Inoltre, nel decreto-legge del 25 marzo: a) l’art. 1 contiene una elencazione di misure che possono essere adottate secondo princìpi di adeguatezza e proporzionalità al rischio effettivamente presente su specifiche parti del territorio nazionale ovvero sulla totalità di esso; a) di regola, tali misure sono adottate con uno o più decreti del Presidente del Consiglio dei ministri o, in casi di estrema necessità ed urgenza, dal Ministro della Salute; b) nelle more dell’adozione dei decreti del Presidente del Consiglio, e con efficacia limitata fino a tale momento, le regioni possono introdurre misure ulteriormente restrittive, esclusivamente nell’ambito delle attività di loro competenza e senza incisione delle attività produttive e di quelle di rilevanza strategica per l’economia nazionale; c) i sindaci non possono adottare, a pena di inefficacia, ordinanze contingibili e urgenti dirette a fronteggiare l’emergenza in contrasto con le misure statali.

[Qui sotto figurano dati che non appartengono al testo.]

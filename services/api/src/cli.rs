use crate::commands::{run_assess, run_demo, run_rules, AssessArgs, DemoArgs, RulesArgs};
use crate::server;
use ckd_risk::error::AppError;
use clap::{Args, Parser, Subcommand};

#[derive(Parser, Debug)]
#[command(
    name = "CKD Risk Assessment",
    about = "Serve and run the chronic kidney disease risk scoring engine from the command line",
    version
)]
struct Cli {
    #[command(subcommand)]
    command: Option<Command>,
}

#[derive(Subcommand, Debug)]
enum Command {
    /// Start the HTTP service (default command)
    Serve(ServeArgs),
    /// Score a patient intake record stored as JSON
    Assess(AssessArgs),
    /// List the active rule table
    Rules(RulesArgs),
    /// Score a built-in sample patient and print the full report
    Demo(DemoArgs),
}

#[derive(Args, Debug, Default)]
pub(crate) struct ServeArgs {
    /// Override the configured host for the HTTP server
    #[arg(long)]
    pub(crate) host: Option<String>,
    /// Override the configured port for the HTTP server
    #[arg(long)]
    pub(crate) port: Option<u16>,
}

pub(crate) async fn run() -> Result<(), AppError> {
    let cli = Cli::parse();
    let command = cli
        .command
        .unwrap_or_else(|| Command::Serve(ServeArgs::default()));

    match command {
        Command::Serve(args) => server::run(args).await,
        Command::Assess(args) => run_assess(args),
        Command::Rules(args) => run_rules(args),
        Command::Demo(args) => run_demo(args),
    }
}
use std::sync::Arc;

use crate::assessment::charts::AgeBaselineTable;
use crate::assessment::intake::{RawIntake, ValidatedIntake};
use crate::assessment::rules::{RiskRule, RuleTable, RuleTrigger};
use crate::assessment::scoring::ScoringEngine;
use crate::assessment::service::RiskAssessor;
use crate::assessment::validation::validate;

pub(super) const BASELINES_CSV: &str =
    include_str!(concat!(env!("CARGO_MANIFEST_DIR"), "/../../data/age_baselines.csv"));

pub(super) const RULES_JSON: &str =
    include_str!(concat!(env!("CARGO_MANIFEST_DIR"), "/../../data/rules.json"));

/// Intake that triggers no canonical rule.
pub(super) fn healthy_intake() -> RawIntake {
    RawIntake {
        age: 45,
        sex: "female".to_string(),
        race: "white".to_string(),
        hypertension: false,
        hypertension_duration_years: 0,
        diabetes: false,
        family_history: false,
        family_diseases: Vec::new(),
        bmi: 24.0,
        smoking: "never".to_string(),
        cardiovascular_disease: false,
        symptoms: Vec::new(),
        ..RawIntake::default()
    }
}

/// Intake that triggers every canonical rule that can fire together.
pub(super) fn every_signal_intake() -> RawIntake {
    RawIntake {
        age: 80,
        sex: "male".to_string(),
        race: "black".to_string(),
        hypertension: true,
        hypertension_duration_years: 10,
        diabetes: true,
        family_history: true,
        family_diseases: vec!["ckd".to_string(), "diabetes".to_string()],
        bmi: 35.0,
        smoking: "current".to_string(),
        cardiovascular_disease: true,
        symptoms: vec![
            "swelling".to_string(),
            "fatigue".to_string(),
            "blood-in-urine".to_string(),
        ],
        ..RawIntake::default()
    }
}

pub(super) fn validated(raw: &RawIntake) -> ValidatedIntake {
    validate(raw).expect("fixture intake is valid")
}

pub(super) fn engine() -> ScoringEngine {
    ScoringEngine::new(RuleTable::canonical())
}

pub(super) fn baseline_table() -> AgeBaselineTable {
    AgeBaselineTable::from_reader(BASELINES_CSV.as_bytes()).expect("baseline fixture parses")
}

pub(super) fn assessor() -> Arc<RiskAssessor> {
    Arc::new(RiskAssessor::new(RuleTable::canonical()).with_baselines(baseline_table()))
}

pub(super) fn custom_rule(
    id: &str,
    weight: u8,
    trigger: RuleTrigger,
    supersedes: &[&str],
) -> RiskRule {
    RiskRule {
        id: id.to_string(),
        label: format!("{id} label"),
        description: format!("{id} description"),
        weight,
        trigger,
        supersedes: supersedes.iter().map(|target| target.to_string()).collect(),
    }
}

pub(super) fn factor_ids(factors: &[crate::assessment::scoring::RiskFactor]) -> Vec<&str> {
    factors.iter().map(|factor| factor.id.as_str()).collect()
}
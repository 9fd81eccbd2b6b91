use serde::Serialize;

/// Descriptive metadata shown alongside assessments.
#[derive(Debug, Clone, PartialEq, Eq, Serialize)]
pub struct ToolMetadata {
    pub title: &'static str,
    pub description: &'static str,
    pub version: &'static str,
    pub disclaimer: &'static str,
    pub note: &'static str,
}

pub const TOOL_METADATA: ToolMetadata = ToolMetadata {
    title: "Chronic Kidney Disease Prediction Tool",
    description: "A tool to assess risk factors for chronic kidney disease (CKD) and provide personalized recommendations.",
    version: "1.0",
    disclaimer: "This tool is for informational purposes only and is not a substitute for professional medical advice, diagnosis, or treatment.",
    note: "This tool cannot diagnose CKD. Only blood tests (eGFR) and urine tests (ACR) can confirm kidney disease.",
};
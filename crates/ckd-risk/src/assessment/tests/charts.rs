use super::common::*;
use crate::assessment::charts::{
    build_series, AgeBaseline, AgeBaselineTable, BaselineError, ChartKind,
};
use crate::assessment::report::RiskAssessment;

fn assessment_for(raw: &crate::assessment::intake::RawIntake) -> RiskAssessment {
    RiskAssessment::from_breakdown(engine().score(&validated(raw)))
}

#[test]
fn gauge_carries_percentage_on_fixed_domain() {
    let mut raw = healthy_intake();
    raw.diabetes = true;
    let assessment = assessment_for(&raw);

    let series = build_series(&assessment, 45, None);
    let gauge = &series[0];

    assert_eq!(gauge.kind, ChartKind::LevelGauge);
    assert_eq!(gauge.domain, Some([0.0, 100.0]));
    assert_eq!(gauge.values(), vec![20.0]);
}

#[test]
fn factor_breakdown_follows_factor_order() {
    let assessment = assessment_for(&every_signal_intake());

    let series = build_series(&assessment, 80, None);
    let breakdown = &series[1];

    assert_eq!(breakdown.kind, ChartKind::FactorBreakdown);
    assert_eq!(breakdown.points.len(), assessment.factors.len());
    for (point, factor) in breakdown.points.iter().zip(&assessment.factors) {
        assert_eq!(point.label, factor.label);
        assert_eq!(point.value, f64::from(factor.weight));
    }
    assert_eq!(breakdown.domain, Some([0.0, 5.0]));
}

#[test]
fn empty_breakdown_has_no_domain() {
    let assessment = assessment_for(&healthy_intake());

    let series = build_series(&assessment, 45, None);

    assert!(series[1].points.is_empty());
    assert!(series[1].domain.is_none());
}

#[test]
fn cohort_series_is_omitted_without_baselines() {
    let assessment = assessment_for(&healthy_intake());

    let series = build_series(&assessment, 45, None);

    assert_eq!(series.len(), 2);
    assert!(series
        .iter()
        .all(|chart| chart.kind != ChartKind::AgeCohort));
}

#[test]
fn cohort_series_compares_against_age_bracket() {
    let mut raw = healthy_intake();
    raw.age = 67;
    let assessment = assessment_for(&raw);
    let baselines = baseline_table();

    let series = build_series(&assessment, 67, Some(&baselines));
    let cohort = series.last().expect("cohort series present");

    assert_eq!(cohort.kind, ChartKind::AgeCohort);
    assert_eq!(cohort.values(), vec![15.0, 30.0]);
    assert_eq!(cohort.points[1].label, "Age 60-74 baseline");
}

#[test]
fn cohort_series_is_omitted_when_bracket_missing() {
    let baselines = AgeBaselineTable::new(vec![AgeBaseline {
        min_age: 18,
        max_age: 39,
        label: "18-39".to_string(),
        baseline_score: 1,
        baseline_percentage: 5.0,
    }])
    .expect("table valid");
    let assessment = assessment_for(&healthy_intake());

    let series = build_series(&assessment, 45, Some(&baselines));

    assert_eq!(series.len(), 2);
}

#[test]
fn baseline_lookup_respects_inclusive_bounds() {
    let baselines = baseline_table();

    assert_eq!(baselines.brackets().len(), 4);
    assert_eq!(baselines.bracket_for(18).map(|b| b.label.as_str()), Some("18-39"));
    assert_eq!(baselines.bracket_for(59).map(|b| b.label.as_str()), Some("40-59"));
    assert_eq!(baselines.bracket_for(75).map(|b| b.label.as_str()), Some("75+"));
    assert!(baselines.bracket_for(12).is_none());
}

#[test]
fn baseline_table_rejects_bad_rows() {
    let overlapping = "min_age,max_age,label,baseline_score,baseline_percentage\n\
                       18,50,young,1,5.0\n\
                       40,60,middle,3,15.0\n";
    assert!(matches!(
        AgeBaselineTable::from_reader(overlapping.as_bytes()),
        Err(BaselineError::Overlap { .. })
    ));

    let inverted = "min_age,max_age,label,baseline_score,baseline_percentage\n\
                    60,40,backwards,1,5.0\n";
    assert!(matches!(
        AgeBaselineTable::from_reader(inverted.as_bytes()),
        Err(BaselineError::InvertedBracket { .. })
    ));

    let percentage = "min_age,max_age,label,baseline_score,baseline_percentage\n\
                      18,40,young,1,140.0\n";
    assert!(matches!(
        AgeBaselineTable::from_reader(percentage.as_bytes()),
        Err(BaselineError::PercentageOutOfRange { .. })
    ));

    let malformed = "min_age,max_age,label,baseline_score,baseline_percentage\n\
                     eighteen,40,young,1,5.0\n";
    assert!(matches!(
        AgeBaselineTable::from_reader(malformed.as_bytes()),
        Err(BaselineError::Csv(_))
    ));

    let empty = "min_age,max_age,label,baseline_score,baseline_percentage\n";
    assert!(matches!(
        AgeBaselineTable::from_reader(empty.as_bytes()),
        Err(BaselineError::Empty)
    ));
}
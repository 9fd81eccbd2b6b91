use tracing::{debug, info};

use super::charts::{build_series, AgeBaselineTable};
use super::intake::{RawIntake, ValidatedIntake};
use super::report::{AssessmentReport, RiskAssessment};
use super::rules::RuleTable;
use super::scoring::ScoringEngine;
use super::validation::{validate, ValidationErrors};

/// Facade composing validation, scoring, classification and chart building.
///
/// Holds only immutable configuration, so one instance can be shared behind an `Arc` across
/// any number of concurrent requests.
#[derive(Debug, Clone, Default)]
pub struct RiskAssessor {
    engine: ScoringEngine,
    baselines: Option<AgeBaselineTable>,
}

impl RiskAssessor {
    pub fn new(table: RuleTable) -> Self {
        Self {
            engine: ScoringEngine::new(table),
            baselines: None,
        }
    }

    pub fn with_baselines(mut self, baselines: AgeBaselineTable) -> Self {
        self.baselines = Some(baselines);
        self
    }

    pub fn rule_table(&self) -> &RuleTable {
        self.engine.table()
    }

    pub fn baselines(&self) -> Option<&AgeBaselineTable> {
        self.baselines.as_ref()
    }

    /// Validate and score a raw intake.
    pub fn assess(&self, raw: &RawIntake) -> Result<AssessmentReport, ValidationErrors> {
        let intake = validate(raw).inspect_err(|errors| {
            info!(
                violations = errors.violations.len(),
                "intake rejected by validation"
            );
        })?;
        Ok(self.assess_validated(&intake))
    }

    pub fn assess_validated(&self, intake: &ValidatedIntake) -> AssessmentReport {
        let assessment = RiskAssessment::from_breakdown(self.engine.score(intake));
        let charts = build_series(&assessment, intake.age(), self.baselines.as_ref());

        debug!(
            score = assessment.score,
            level = assessment.level.as_str(),
            charts = charts.len(),
            "assessment complete"
        );

        AssessmentReport { assessment, charts }
    }
}
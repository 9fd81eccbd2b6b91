use serde::{Deserialize, Serialize};

use super::super::intake::{FamilyDisease, Race, Sex, SmokingStatus, ValidatedIntake};

/// Predicate vocabulary available to rule tables loaded as data.
#[derive(Debug, Clone, PartialEq, Serialize, Deserialize)]
#[serde(tag = "kind", rename_all = "kebab-case")]
pub enum RuleTrigger {
    AgeAtLeast { years: u8 },
    Diabetes,
    HypertensionAtLeast { years: u32 },
    HypertensionUnder { years: u32 },
    FamilyDisease { disease: FamilyDisease },
    BmiAtLeast { value: f64 },
    Smoking { status: SmokingStatus },
    CardiovascularDisease,
    SymptomCountAtLeast { count: usize },
    RaceIn { races: Vec<Race> },
    Sex { sex: Sex },
}

impl RuleTrigger {
    pub fn fires(&self, intake: &ValidatedIntake) -> bool {
        match self {
            RuleTrigger::AgeAtLeast { years } => intake.age() >= *years,
            RuleTrigger::Diabetes => intake.diabetes(),
            RuleTrigger::HypertensionAtLeast { years } => intake
                .hypertension_duration_years()
                .is_some_and(|duration| duration >= *years),
            RuleTrigger::HypertensionUnder { years } => intake
                .hypertension_duration_years()
                .is_some_and(|duration| duration < *years),
            RuleTrigger::FamilyDisease { disease } => {
                intake.family_history() && intake.family_diseases().contains(disease)
            }
            RuleTrigger::BmiAtLeast { value } => intake.bmi() >= *value,
            RuleTrigger::Smoking { status } => intake.smoking() == *status,
            RuleTrigger::CardiovascularDisease => intake.cardiovascular_disease(),
            RuleTrigger::SymptomCountAtLeast { count } => intake.symptoms().len() >= *count,
            RuleTrigger::RaceIn { races } => races.contains(intake.race()),
            RuleTrigger::Sex { sex } => intake.sex() == *sex,
        }
    }

    /// Human-readable condition, used when listing the active rule table.
    pub fn describe(&self) -> String {
        match self {
            RuleTrigger::AgeAtLeast { years } => format!("age >= {years}"),
            RuleTrigger::Diabetes => "diabetes".to_string(),
            RuleTrigger::HypertensionAtLeast { years } => {
                format!("hypertension for >= {years} years")
            }
            RuleTrigger::HypertensionUnder { years } => {
                format!("hypertension for < {years} years")
            }
            RuleTrigger::FamilyDisease { disease } => {
                format!("family history of {}", disease.as_str())
            }
            RuleTrigger::BmiAtLeast { value } => format!("bmi >= {value:.1}"),
            RuleTrigger::Smoking { status } => format!("smoking = {}", status.as_str()),
            RuleTrigger::CardiovascularDisease => "cardiovascular disease".to_string(),
            RuleTrigger::SymptomCountAtLeast { count } => format!("{count}+ symptoms"),
            RuleTrigger::RaceIn { races } => {
                let names: Vec<&str> = races.iter().map(Race::as_str).collect();
                format!("race in [{}]", names.join(", "))
            }
            RuleTrigger::Sex { sex } => format!("sex = {}", sex.as_str()),
        }
    }
}
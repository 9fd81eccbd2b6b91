use crate::assessment::{BaselineError, RuleTableError, ValidationErrors};
use crate::config::ConfigError;
use crate::telemetry::TelemetryError;
use axum::http::StatusCode;
use axum::response::{IntoResponse, Response};
use axum::Json;
use serde_json::json;
use std::fmt;

#[derive(Debug)]
pub enum AppError {
    Config(ConfigError),
    Telemetry(TelemetryError),
    Io(std::io::Error),
    Server(axum::Error),
    Rules(RuleTableError),
    Baselines(BaselineError),
    Validation(ValidationErrors),
    Serialization(serde_json::Error),
}

impl fmt::Display for AppError {
    fn fmt(&self, f: &mut fmt::Formatter<'_>) -> fmt::Result {
        match self {
            AppError::Config(err) => write!(f, "configuration error: {}", err),
            AppError::Telemetry(err) => write!(f, "telemetry error: {}", err),
            AppError::Io(err) => write!(f, "io error: {}", err),
            AppError::Server(err) => write!(f, "server error: {}", err),
            AppError::Rules(err) => write!(f, "rule table error: {}", err),
            AppError::Baselines(err) => write!(f, "age baseline error: {}", err),
            AppError::Validation(err) => write!(f, "validation error: {}", err),
            AppError::Serialization(err) => write!(f, "serialization error: {}", err),
        }
    }
}

impl std::error::Error for AppError {
    fn source(&self) -> Option<&(dyn std::error::Error + 'static)> {
        match self {
            AppError::Config(err) => Some(err),
            AppError::Telemetry(err) => Some(err),
            AppError::Io(err) => Some(err),
            AppError::Server(err) => Some(err),
            AppError::Rules(err) => Some(err),
            AppError::Baselines(err) => Some(err),
            AppError::Validation(err) => Some(err),
            AppError::Serialization(err) => Some(err),
        }
    }
}

impl IntoResponse for AppError {
    fn into_response(self) -> Response {
        let status = match self {
            AppError::Validation(_) => StatusCode::UNPROCESSABLE_ENTITY,
            AppError::Serialization(_) => StatusCode::BAD_REQUEST,
            AppError::Config(_)
            | AppError::Telemetry(_)
            | AppError::Io(_)
            | AppError::Server(_)
            | AppError::Rules(_)
            | AppError::Baselines(_) => StatusCode::INTERNAL_SERVER_ERROR,
        };

        let body = match &self {
            AppError::Validation(errors) => json!({
                "error": self.to_string(),
                "violations": errors.violations,
            }),
            _ => json!({ "error": self.to_string() }),
        };
        (status, Json(body)).into_response()
    }
}

impl From<ConfigError> for AppError {
    fn from(value: ConfigError) -> Self {
        Self::Config(value)
    }
}

impl From<TelemetryError> for AppError {
    fn from(value: TelemetryError) -> Self {
        Self::Telemetry(value)
    }
}

impl From<std::io::Error> for AppError {
    fn from(value: std::io::Error) -> Self {
        Self::Io(value)
    }
}

impl From<axum::Error> for AppError {
    fn from(value: axum::Error) -> Self {
        Self::Server(value)
    }
}

impl From<RuleTableError> for AppError {
    fn from(value: RuleTableError) -> Self {
        Self::Rules(value)
    }
}

impl From<BaselineError> for AppError {
    fn from(value: BaselineError) -> Self {
        Self::Baselines(value)
    }
}

impl From<ValidationErrors> for AppError {
    fn from(value: ValidationErrors) -> Self {
        Self::Validation(value)
    }
}

impl From<serde_json::Error> for AppError {
    fn from(value: serde_json::Error) -> Self {
        Self::Serialization(value)
    }
}
mod charts;
mod common;
mod validation;
use std::sync::Arc;

use axum::{
    body::Bytes,
    extract::State,
    http::StatusCode,
    response::{IntoResponse, Response},
    routing::{get, post},
    Json, Router,
};
use chrono::{DateTime, Utc};
use serde::{Deserialize, Serialize};

use super::charts::ChartSeries;
use super::intake::RawIntake;
use super::metadata::TOOL_METADATA;
use super::report::{AssessmentReport, RiskAssessment};
use super::rules::RuleTableDocument;
use super::service::RiskAssessor;
use crate::error::AppError;

/// Response envelope for a completed assessment.
#[derive(Debug, Clone, PartialEq, Serialize, Deserialize)]
pub struct AssessmentResponse {
    pub generated_at: DateTime<Utc>,
    pub summary: String,
    pub assessment: RiskAssessment,
    pub charts: Vec<ChartSeries>,
}

impl AssessmentResponse {
    pub fn from_report(report: AssessmentReport) -> Self {
        Self {
            generated_at: Utc::now(),
            summary: report.assessment.summary(),
            assessment: report.assessment,
            charts: report.charts,
        }
    }
}

/// Router builder exposing assessment, rule table and metadata endpoints.
pub fn assessment_router(assessor: Arc<RiskAssessor>) -> Router {
    Router::new()
        .route("/api/v1/assessments", post(assess_handler))
        .route("/api/v1/rules", get(rules_handler))
        .route("/api/v1/about", get(about_handler))
        .with_state(assessor)
}

/// The body is decoded by hand rather than through the `Json` extractor so that unreadable
/// payloads still get the JSON error envelope of [`AppError`].
pub(crate) async fn assess_handler(
    State(assessor): State<Arc<RiskAssessor>>,
    body: Bytes,
) -> Result<Json<AssessmentResponse>, AppError> {
    let intake: RawIntake = serde_json::from_slice(&body)?;
    let report = assessor.assess(&intake)?;
    Ok(Json(AssessmentResponse::from_report(report)))
}

pub(crate) async fn rules_handler(
    State(assessor): State<Arc<RiskAssessor>>,
) -> Json<RuleTableDocument> {
    Json(assessor.rule_table().document())
}

pub(crate) async fn about_handler() -> Response {
    (StatusCode::OK, Json(TOOL_METADATA)).into_response()
}
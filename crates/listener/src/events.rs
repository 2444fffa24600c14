//! CloudEvents receiver.
//!
//! Accepts both binary mode (`ce-*` headers, payload in the body) and
//! structured mode (`application/cloudevents+json`). Each request is handed
//! to the [`EventDispatcher`]; handling and its logging happen there.

use std::sync::Arc;

use axum::body::Bytes;
use axum::extract::State;
use axum::http::{header, HeaderMap, StatusCode};
use axum::routing::{get, post};
use axum::Router;
use tracing::warn;
use trigger::{EventDispatcher, EventEnvelope, TriggerError, STRUCTURED_CONTENT_TYPE};

use crate::error::EventRejection;

/// Shared state of the event router.
#[derive(Debug, Clone)]
pub struct EventState {
    pub dispatcher: Arc<EventDispatcher>,
}

/// Builds `POST /events` and `GET /health`.
pub fn build_event_router(state: EventState) -> Router {
    Router::new()
        .route("/events", post(receive_event))
        .route("/health", get(health))
        .with_state(state)
}

pub(crate) async fn health() -> StatusCode {
    StatusCode::OK
}

async fn receive_event(
    State(state): State<EventState>,
    headers: HeaderMap,
    body: Bytes,
) -> Result<StatusCode, EventRejection> {
    let envelope = envelope_from_request(&headers, &body)
        .inspect_err(|e| warn!(stage = e.stage(), error = %e, "Event rejected"))?;
    state.dispatcher.handle(&envelope).await?;
    Ok(StatusCode::ACCEPTED)
}

fn is_structured(headers: &HeaderMap) -> bool {
    headers
        .get(header::CONTENT_TYPE)
        .and_then(|v| v.to_str().ok())
        .and_then(|v| v.split(';').next())
        .is_some_and(|media| media.trim().eq_ignore_ascii_case(STRUCTURED_CONTENT_TYPE))
}

fn envelope_from_request(
    headers: &HeaderMap,
    body: &[u8],
) -> Result<EventEnvelope, TriggerError> {
    if is_structured(headers) {
        return EventEnvelope::from_structured(body);
    }
    let pairs = headers
        .iter()
        .filter_map(|(name, value)| value.to_str().ok().map(|v| (name.as_str(), v)));
    Ok(EventEnvelope::from_binary(pairs, body))
}

#[cfg(test)]
#[path = "events_tests.rs"]
mod tests;
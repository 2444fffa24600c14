//! Mapping of domain errors onto HTTP responses.
//!
//! Error bodies are plain text carrying the error's display form.

use axum::http::{header, HeaderValue, StatusCode};
use axum::response::{IntoResponse, Response};
use trigger::{RetryPolicy, TriggerError, WebhookError};

/// Rejection of an inbound event.
#[derive(Debug)]
pub struct EventRejection(pub TriggerError);

impl From<TriggerError> for EventRejection {
    fn from(err: TriggerError) -> Self {
        Self(err)
    }
}

impl EventRejection {
    pub fn status(&self) -> StatusCode {
        match &self.0 {
            TriggerError::Submission { .. } => StatusCode::BAD_GATEWAY,
            _ => StatusCode::BAD_REQUEST,
        }
    }
}

impl IntoResponse for EventRejection {
    fn into_response(self) -> Response {
        let mut response = (self.status(), self.0.to_string()).into_response();
        if let RetryPolicy::Retryable { after: Some(after) } = self.0.retry_policy() {
            if let Ok(value) = HeaderValue::from_str(&after.as_secs().to_string()) {
                response.headers_mut().insert(header::RETRY_AFTER, value);
            }
        }
        response
    }
}

/// Failure of a webhook registration API call.
#[derive(Debug)]
pub struct WebhookApiError(pub WebhookError);

impl From<WebhookError> for WebhookApiError {
    fn from(err: WebhookError) -> Self {
        Self(err)
    }
}

impl WebhookApiError {
    pub fn status(&self) -> StatusCode {
        match &self.0 {
            WebhookError::NotFound { .. } => StatusCode::NOT_FOUND,
            e if e.is_client_error() => StatusCode::BAD_REQUEST,
            _ => StatusCode::INTERNAL_SERVER_ERROR,
        }
    }
}

impl IntoResponse for WebhookApiError {
    fn into_response(self) -> Response {
        let status = self.status();
        if status.is_server_error() {
            tracing::error!(error = %self.0, "Webhook request failed");
        } else {
            tracing::warn!(error = %self.0, "Webhook request rejected");
        }
        (status, self.0.to_string()).into_response()
    }
}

Ma soprattutto si prevede che, salvo che il fatto costituisca reato, il mancato rispetto delle misure sopra menzionate è punito con la sanzione amministrativa del pagamento di una somma da euro 400 a euro 3.000 e non si applicano le sanzioni previste dall’articolo 650 del codice penale o da ogni altra disposizione di legge attributiva di poteri per ragioni di sanità. Se il mancato rispetto delle predette misure avviene mediante l’utilizzo di un veicolo le sanzioni sono aumentate fino a un terzo. In taluni casi, si prevede che sia possibile applicare anche la sanzione amministrativa accessoria della chiusura dell’esercizio o dell’attività da 5 a 30 giorni.

Tuttavia, salvo che il fatto costituisca violazione dell’articolo 452 del codice penale o comunque più grave reato, la violazione del divieto assoluto di allontanarsi dalla propria abitazione o dimora per le persone sottoposte alla misura della quarantena, perché risultate positive al virus, è punita ai sensi del ricordato art. 260 regio decreto 27.7.1934, n. 1265, le cui pene sono state aggravate dal d.l. 19/2020. Invece, è applicabile l’illecito amministrativo sopra riportato per l’inosservanza della quarantena precauzionale per i soggetti che hanno avuto contatti stretti con casi confermati di malattia infettiva diffusiva o che rientrano da aree ubicate al di fuori del territorio italiano.

Finalmente un passo avanti, certo non decisivo e privo di ombre, ma che va nella direzione del rispetto delle garanzie costituzionali, sia pur in un momento di emergenza.